Results show that the device performed well.

“We showed that not only is it able to correctly detect the abnormalities that these patients have with coagulation, but also its correction,” he says. “They don’t have Factor VIII, so their blood does not clot well. We were able to pick this up. But we also showed that once we gave the appropriate therapy and treatment, it corrected the abnormality in coagulation and normalized the test. We showed that ClotChip is sensitive to coagulation-factor therapy and can be used to monitor coagulation-factor therapy.”

Results from ClotChip are typically ready in about 15 minutes and can be sent to a patient’s physician using Wi-fi or Bluetooth. This speed, Dr. Ahuja says, has the potential to redefine what can often be an onerous and uncertain process of testing and re-testing for patients with bleeding & clotting disorders.

“Even after treatment, patients don’t have adequate Factor VIII levels all the time,” he says. “The protein that is infused in the blood has a half-life. It keeps degrading until you give the next dose. It’s sort of unknown at what point the next dose is required or whether the patient can safely perform certain activities. To know that, you have to measure the level of Factor VIII, which is a laborious task requiring a trip to the hospital. We’re trying to avoid that with a simple test like this.” 
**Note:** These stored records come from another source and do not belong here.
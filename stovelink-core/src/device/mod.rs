//! Heater devices behind the bridge
//!
//! A [`Heater`] owns the link to one heater's service port, the static
//! profile of its model and the cache of its last responses.

pub mod cache;
pub mod table;
pub mod write;

pub use cache::{RawResponse, ResponseCache};
pub use table::{
    profile, DeviceProfile, RegisterCommand, Transform, Turnaround, HEATER_1, HEATER_2,
    MAX_PROBES,
};
pub use write::WriteCommand;

use stovelink_hal::Uart;
use stovelink_protocol::DeviceId;

use crate::poller::ReadFailure;

/// Result of a register write
#[derive(Debug, Clone, Copy, PartialEq, Eq)]
#[cfg_attr(feature = "defmt", derive(defmt::Format))]
pub enum WriteResult {
    /// Heater echoed the expected acknowledgement
    Acknowledged,
    /// Heater answered with something else
    Rejected { response: [u8; 2] },
    /// Fewer than two bytes came back
    NoResponse,
}

/// One heater and its link
pub struct Heater<L> {
    profile: &'static DeviceProfile,
    link: L,
    cache: ResponseCache,
}

impl<L> Heater<L> {
    pub fn new(device: DeviceId, link: L) -> Self {
        Self {
            profile: profile(device),
            link,
            cache: ResponseCache::new(),
        }
    }

    pub fn id(&self) -> DeviceId {
        self.profile.id
    }

    pub fn profile(&self) -> &'static DeviceProfile {
        self.profile
    }

    pub fn cache(&self) -> &ResponseCache {
        &self.cache
    }

    pub(crate) fn cache_mut(&mut self) -> &mut ResponseCache {
        &mut self.cache
    }

    pub(crate) fn link_mut(&mut self) -> &mut L {
        &mut self.link
    }
}

impl<L: Uart> Heater<L> {
    /// Put bytes on the wire the way this model needs them
    pub(crate) fn transmit(&mut self, bytes: &[u8]) -> Result<(), ReadFailure> {
        match self.profile.turnaround {
            Turnaround::PerByte => {
                for byte in bytes {
                    self.link
                        .write_blocking(core::slice::from_ref(byte))
                        .map_err(|_| ReadFailure::Link)?;
                    self.link.flush().map_err(|_| ReadFailure::Link)?;
                }
            }
            Turnaround::Block => {
                self.link
                    .write_blocking(bytes)
                    .map_err(|_| ReadFailure::Link)?;
                self.link.flush().map_err(|_| ReadFailure::Link)?;
            }
        }
        Ok(())
    }

    /// Send a write and verify the acknowledgement
    ///
    /// An acknowledged write refreshes the affected cache entry. Nothing is
    /// retried.
    pub fn execute(&mut self, write: &WriteCommand) -> WriteResult {
        if self.transmit(&write.bytes).is_err() {
            return WriteResult::NoResponse;
        }

        let mut response = [0u8; 2];
        match self.link.read_blocking(&mut response) {
            Ok(2) => {}
            _ => return WriteResult::NoResponse,
        }

        if response != write.expected {
            return WriteResult::Rejected { response };
        }

        self.cache.set_value1(write.probe, write.cached_value);
        WriteResult::Acknowledged
    }
}
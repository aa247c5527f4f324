//! Sensor drivers

pub mod ultrasonic;

pub use ultrasonic::{echo_to_cm, Ultrasonic, US_ROUNDTRIP_CM};
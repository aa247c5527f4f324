//! Host command processor
//!
//! Reads 4-byte frames while at least one full frame is pending, validates
//! them and turns heater requests into verified register writes. Every
//! reply goes straight out on the host link; the returned log only tells
//! the caller what happened.

use embedded_hal::delay::DelayNs;
use heapless::Vec;
use stovelink_hal::Uart;
use stovelink_protocol::{
    AckCode, AckNak, DeviceId, HostRequest, InboundFrame, INBOUND_FRAME_LEN, META_CHANNEL,
};

use crate::device::{Heater, WriteCommand, WriteResult};
use crate::host::HostPort;
use crate::scheduler::CycleState;

/// Outcomes kept per drain; frames past this are still handled
pub const MAX_LOGGED_COMMANDS: usize = 8;

/// What became of one inbound frame
#[derive(Debug, Clone, Copy, PartialEq, Eq)]
#[cfg_attr(feature = "defmt", derive(defmt::Format))]
pub enum CommandOutcome {
    /// Checksum mismatch; controller NAK sent, drain stopped
    BadChecksum { frame: InboundFrame },
    /// Forced report armed for the next cycle; ACK sent
    ForceResend,
    /// Heater confirmed the write; ACK sent
    Accepted {
        device: DeviceId,
        request: HostRequest,
    },
    /// Heater answered with the wrong bytes; device NAK sent
    DeviceRejected { device: DeviceId, response: [u8; 2] },
    /// Heater did not answer the write; nothing sent
    NoResponse { device: DeviceId },
    /// Valid frame asking for nothing the bridge does; nothing sent
    Ignored { frame: InboundFrame },
}

/// Outcomes of one drain, in arrival order
pub type CommandLog = Vec<CommandOutcome, MAX_LOGGED_COMMANDS>;

/// Drains and executes host commands
#[derive(Debug, Clone, Copy)]
pub struct CommandProcessor {
    settle_delay_ms: u32,
}

impl CommandProcessor {
    /// `settle_delay_ms` is how long to wait for the rest of a frame
    pub fn new(settle_delay_ms: u32) -> Self {
        Self { settle_delay_ms }
    }

    /// Handle every complete frame that is pending
    ///
    /// Stops at the first checksum failure, leaving any bytes after the bad
    /// frame where they are.
    pub fn drain<H, L, D>(
        &self,
        host: &mut HostPort<H>,
        heaters: &mut [Heater<L>; 2],
        cycle: &mut CycleState,
        delay: &mut D,
    ) -> CommandLog
    where
        H: Uart,
        L: Uart,
        D: DelayNs,
    {
        let mut log = CommandLog::new();

        self.settle(host, delay);
        while host.pending() >= INBOUND_FRAME_LEN {
            let Some(bytes) = host.read_frame() else {
                break;
            };

            let outcome = self.handle(InboundFrame::from_bytes(bytes), host, heaters, cycle);
            let _ = log.push(outcome);
            if matches!(outcome, CommandOutcome::BadChecksum { .. }) {
                break;
            }

            self.settle(host, delay);
        }

        log
    }

    /// Handle one frame
    pub fn handle<H: Uart, L: Uart>(
        &self,
        frame: InboundFrame,
        host: &mut HostPort<H>,
        heaters: &mut [Heater<L>; 2],
        cycle: &mut CycleState,
    ) -> CommandOutcome {
        if frame.verify().is_err() {
            host.send(reply(&frame, AckCode::ControllerNak));
            return CommandOutcome::BadChecksum { frame };
        }

        let request = HostRequest::from_frame(&frame);
        let device = match request {
            HostRequest::ForceResend => {
                cycle.request_force();
                host.send(reply(&frame, AckCode::Ack));
                return CommandOutcome::ForceResend;
            }
            HostRequest::Switch { device, .. } | HostRequest::SetPower { device, .. } => device,
            HostRequest::Unsupported => return CommandOutcome::Ignored { frame },
        };

        let heater = &mut heaters[device.index()];
        let Some(write) = WriteCommand::for_request(heater.profile(), &request) else {
            return CommandOutcome::Ignored { frame };
        };

        match heater.execute(&write) {
            WriteResult::Acknowledged => {
                host.send(reply(&frame, AckCode::Ack));
                CommandOutcome::Accepted { device, request }
            }
            WriteResult::Rejected { response } => {
                host.send(reply(&frame, AckCode::DeviceNak));
                CommandOutcome::DeviceRejected { device, response }
            }
            WriteResult::NoResponse => CommandOutcome::NoResponse { device },
        }
    }

    /// Throw away stray bytes left on the host link
    ///
    /// Anything discarded is answered with a controller NAK on the meta
    /// channel. Returns the number of bytes dropped.
    pub fn purge<H: Uart>(&self, host: &mut HostPort<H>) -> usize {
        let dropped = host.discard_pending();
        if dropped > 0 {
            host.send(AckNak {
                device_id: META_CHANNEL,
                code: AckCode::ControllerNak,
                command_type: AckCode::ControllerNak.to_byte(),
            });
        }
        dropped
    }

    /// Give a partly received frame time to complete
    fn settle<H: Uart, D: DelayNs>(&self, host: &mut HostPort<H>, delay: &mut D) {
        let pending = host.pending();
        if pending > 0 && pending < INBOUND_FRAME_LEN {
            delay.delay_ms(self.settle_delay_ms);
        }
    }
}

/// Acknowledgement echoing the frame's device id and command type
fn reply(frame: &InboundFrame, code: AckCode) -> AckNak {
    AckNak {
        device_id: frame.device_id,
        code,
        command_type: frame.command_type,
    }
}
In anticipation of FDA approval, Dr. Ahuja and his colleagues are planning studies with larger groups of patients.

“We want to show proof of principle that the device is useful in real-life scenarios at home, when used by the patients, with the information transmitted to physicians and patients to act on,” he says.

One trial will involve hemophilia patients. Another will test whether ClotChip can replace some pre-operative blood testing. 

“We want to see whether we can use this test to replace some of the workup that we do with patients pre-operatively,” Dr. Ahuja says. “Those tests are called PT & PTT. They are sent to us in hematology to sort out why they’re abnormal, and they require a great number of tests and collectively millions of dollars of workup. A lot of times we don’t find anything because the PT & PTT test are very insensitive tests. We are trying to replace the PT & PTT with Clotchip to see whether it can pick up the abnormalities more effectively.”

Other investigators at UH will also evaluate ClotChip in patients taking newer anticoagulants, such as to treat deep vein thrombosis or to prevent thrombosis and stroke.

As these trials get under way in 2020, Dr. Ahuja is optimistic about the ultimate results.

“We are very hopeful and excited that ClotChip will work well in all these scenarios,” he says. “We want to collect useful data for the FDA so that is can be approved for use as a point-of-care device for patients. If you can get complex information with a single drop of blood, that’s a very valuable feature in any test.”